I got back from Australia in December 2012 and spent the next two years yo-yo dieting. I would lose 15lbs here and 10lbs there and quickly put it all back on again, and then some. I would go to the gym, to bootcamps, to fitness classes. I’d take up running and then realise I hated it, I’d lift weights in the bedroom of my flat. I tried pole fitness, and rugby and I went back to hockey. But nothing stuck. I was unhealthy, unhappy and unmotivated.
I don’t know what was the turning point in my brain but, on April 21st 2015, enough was enough. I’d had one too many breakdowns to Mum about how miserable I was and we decided to go all in and Mum was going to coach me through the process.
I wasn’t living at home anymore so we set up a Google Spreadsheet where we could track all my weights and measurements and I started using My Fitness Pal to monitor my calorie consumption.
I started eating completely gluten and dairy free (with a period of paleo), which made a big difference in the quality of my skin and how bloated I was. I really love cooking so spending the evenings after work making a healthy dinner (with leftovers for lunch the next day) was fun and usually resulted in some sort of taste experiment! I was bootcamping every night of the week and hitting the local 24 hour gym most days after work too. It didn’t take long before I started to see changes.
I was pretty tired from gymming daily, whilst working a full time and a part time job. I didn’t socialise too much anymore but I was losing weight and feeling great! My friends respected my goals and didn’t pressure me to hang out, which I was thankful for. I was aware of how hard I was having to work to stay focused and didn’t want to invite any unnecessary temptations into my day.
Despite my lack of social life, I was happy and seeing some awesome results; not only in my dress size but in my mental health and my physical strength too. I remember even getting stopped by a neighbour, who I’d never spoken to before, on the street who commented on how different I looked. Moments like this spurred me on to work even harder!
In August 2015 was my 21st birthday and I let myself get a little crazy for a week. By now, I was working towards being at my goal weight for a wedding I was headed to in America in May of 2016, so a year after I had first started and I soon knuckled down again once all the celebrations were over.
By the time that wedding came around, I hadn’t been going as hard out as I had towards the end of the year before, but I was still feeling confident and comfortable with how much effort I had put in. I had bought a beautiful size 14 dress to wear (although I’d had to get it altered to fit the girls in!) and it felt amazing to be able to wear something so much smaller than I’d been in 6 months previously.
I didn’t hold back during my two week vacay to Colorado and I enjoyed every minute of my time there. I tried so many new things, I explored boundlessly and I made the most of the time I had. But I came back heavier; two weeks of eating whatever I wanted and not training had had an impact on me.
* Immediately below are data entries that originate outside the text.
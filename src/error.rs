use std::fmt;
use std::sync::Arc;

use thiserror::Error;

pub type SessionResult<T> = Result<T, SessionError>;

#[derive(Debug, Error)]
pub enum SessionError {
    #[error("invalid argument: {0}")]
    InvalidArgument(String),
    #[error("capture failed: {0}")]
    CaptureFailure(#[from] CaptureError),
    #[error("negotiation failed: {0}")]
    NegotiationFailure(#[from] EngineError),
    #[error("precondition failed: {0}")]
    PreconditionFailure(String),
    #[error("session is closed")]
    Closed,
    #[error("invalid configuration: {0}")]
    Config(#[from] ConfigError),
}

/// Coarse classification of a [`SessionError`]
#[derive(Debug, Clone, Copy, PartialEq, Eq, Hash)]
pub enum ErrorKind {
    InvalidArgument,
    CaptureFailure,
    NegotiationFailure,
    PreconditionFailure,
    Closed,
    Config,
}

impl SessionError {
    pub fn kind(&self) -> ErrorKind {
        match self {
            SessionError::InvalidArgument(_) => ErrorKind::InvalidArgument,
            SessionError::CaptureFailure(_) => ErrorKind::CaptureFailure,
            SessionError::NegotiationFailure(_) => ErrorKind::NegotiationFailure,
            SessionError::PreconditionFailure(_) => ErrorKind::PreconditionFailure,
            SessionError::Closed => ErrorKind::Closed,
            SessionError::Config(_) => ErrorKind::Config,
        }
    }
}

/// Failure reported by the connection engine
#[derive(Debug, Clone, Error)]
pub enum EngineError {
    #[error(transparent)]
    Webrtc(Arc<webrtc::Error>),
    #[error("unsupported session description type: {0}")]
    UnsupportedDescription(String),
    #[error("track {0} has no media source to attach")]
    MissingSource(String),
    #[error("connection is closed")]
    Closed,
    #[error("{0}")]
    Rejected(String),
}

impl From<webrtc::Error> for EngineError {
    fn from(e: webrtc::Error) -> Self {
        EngineError::Webrtc(Arc::new(e))
    }
}

/// Failure reported by the capture layer
#[derive(Debug, Clone, Error)]
pub enum CaptureError {
    #[error("permission denied: {0}")]
    PermissionDenied(String),
    #[error("no device satisfies the constraints: {0}")]
    Unavailable(String),
    #[error("no audio or video requested")]
    NothingRequested,
}

#[derive(Debug, Error)]
pub enum ConfigError {
    #[error("malformed options: {0}")]
    Malformed(#[from] serde_json::Error),
    #[error("ice server {0:?} has an empty url")]
    EmptyServerUrl(String),
    #[error("turn server {0} requires username and credential")]
    MissingTurnCredentials(String),
}

/// Step of the session that produced an asynchronous failure
#[derive(Debug, Clone, Copy, PartialEq, Eq, Hash)]
pub enum Operation {
    Capture,
    AddTrack,
    RemoveTrack,
    CreateOffer,
    CreateAnswer,
    SetLocalDescription,
    SetRemoteDescription,
}

impl fmt::Display for Operation {
    fn fmt(&self, f: &mut fmt::Formatter<'_>) -> fmt::Result {
        let name = match self {
            Operation::Capture => "capture",
            Operation::AddTrack => "add_track",
            Operation::RemoveTrack => "remove_track",
            Operation::CreateOffer => "create_offer",
            Operation::CreateAnswer => "create_answer",
            Operation::SetLocalDescription => "set_local_description",
            Operation::SetRemoteDescription => "set_remote_description",
        };
        f.write_str(name)
    }
}

#[cfg(test)]
mod tests {
    use super::*;

    #[test]
    fn kinds_follow_variants() {
        assert_eq!(
            SessionError::InvalidArgument("bogus".into()).kind(),
            ErrorKind::InvalidArgument
        );
        assert_eq!(
            SessionError::from(CaptureError::NothingRequested).kind(),
            ErrorKind::CaptureFailure
        );
        assert_eq!(
            SessionError::from(EngineError::Closed).kind(),
            ErrorKind::NegotiationFailure
        );
        assert_eq!(
            SessionError::PreconditionFailure("no audio".into()).kind(),
            ErrorKind::PreconditionFailure
        );
    }

    #[test]
    fn messages_name_the_cause() {
        let err = SessionError::from(CaptureError::PermissionDenied("camera".into()));
        assert_eq!(err.to_string(), "capture failed: permission denied: camera");
        assert_eq!(Operation::SetRemoteDescription.to_string(), "set_remote_description");
    }
}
I was already committed to doing Tough Mudder with a group of lads from work after my trip, as well as a couple of half marathons, but this didn’t stop me losing my mojo. In the six months that followed, a lot happened. There was a trip to Morocco, a lot of charity work, another house move, a short term boyfriend and another job change. I was busy and happy, the depression had passed and I was feeling more myself than ever before. But I wasn’t committed to improving my health. Even though I still went to bootcamp and the gym often, my nutrition became less strict and the weight started to creep back up.
In December of 2015, when I flipped my whole life upside again and moved to New Zealand, I was almost back to where I started. In the 6-8 months of going hard, I’d lost just over 55lbs. By the time I got to New Zealand, after a month in Brisbane with the sister, I’d regained 25lbs.
And 18 months later, in May 2017, I was back to square one and then some. A year and a bit of brunching with my new friends, partying every weekend, getting too many hungover Maccas and never exercising had played its part. And something was going to change. (The answer is me, I was going to change!)